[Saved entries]
use anyhow::{anyhow, Context, Result};
use std::path::Path;
use tracing_appender::non_blocking::WorkerGuard;
use tracing_subscriber::{fmt, prelude::*, EnvFilter};

const DEFAULT_FILTER: &str = "info,provador_lib=debug";

/// Console plus a daily file under `log_dir`. Keep the guard alive for the
/// lifetime of the app or buffered lines are lost.
pub fn init_logging(log_dir: &Path) -> Result<WorkerGuard> {
    std::fs::create_dir_all(log_dir).context("create log dir")?;
    let file_appender = tracing_appender::rolling::daily(log_dir, "provador.log");
    let (file_writer, guard) = tracing_appender::non_blocking(file_appender);

    let filter = EnvFilter::try_from_default_env().unwrap_or_else(|_| EnvFilter::new(DEFAULT_FILTER));

    tracing_subscriber::registry()
        .with(filter)
        .with(fmt::layer().with_target(false))
        .with(fmt::layer().with_ansi(false).with_writer(file_writer))
        .try_init()
        .map_err(|e| anyhow!("init tracing: {e}"))?;

    Ok(guard)
}
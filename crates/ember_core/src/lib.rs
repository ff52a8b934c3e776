//! Ember Core - shading and scene capabilities for the path tracer.
//!
//! This crate provides:
//!
//! - **Capability traits**: `Shape`, `Material`, `Light`, `Sky` - the seams
//!   the renderer talks through
//! - **Meshes**: `Mesh` (indexed vertex data) and `MeshInstance`
//!   (world-space baked buffers)
//! - **BSDF composer**: a per-shading-point lobe arena populated by
//!   materials and consumed by the integrator
//! - **Scene**: an actor table plus the flat drawable/light arrays the
//!   renderer scans

pub mod bsdf;
pub mod light;
pub mod lobes;
pub mod material;
pub mod mesh;
pub mod meshgen;
pub mod sampling;
pub mod scene;
pub mod shape;
pub mod sky;

// Re-export commonly used types
pub use bsdf::{Bsdf, BsdfSample, Lobe, LobeKind};
pub use light::{DirectionalLight, Light, LightSample, PointLight};
pub use material::{CutoutMaterial, DiffuseMaterial, EmissiveMaterial, Material, TransparentMaterial};
pub use mesh::{Mesh, MeshError, MeshInstance, Vertex, VertexAttributes};
pub use scene::{Actor, ActorId, BakedScene, DrawableActor, LightActor, Scene};
pub use shape::{Fragment, Intersection, Shape};
pub use sky::{GradientSky, Sky, UniformSky};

- [Work task]:
Copy every line of the records above, starting with the first, up to and including the line containing "let (file_writer, guard)".

- [Solution]:
use anyhow::{anyhow, Context, Result};
use std::path::Path;
use tracing_appender::non_blocking::WorkerGuard;
use tracing_subscriber::{fmt, prelude::*, EnvFilter};

const DEFAULT_FILTER: &str = "info,provador_lib=debug";

/// Console plus a daily file under `log_dir`. Keep the guard alive for the
/// lifetime of the app or buffered lines are lost.
pub fn init_logging(log_dir: &Path) -> Result<WorkerGuard> {
    std::fs::create_dir_all(log_dir).context("create log dir")?;
    let file_appender = tracing_appender::rolling::daily(log_dir, "provador.log");
    let (file_writer, guard) = tracing_appender::non_blocking(file_appender);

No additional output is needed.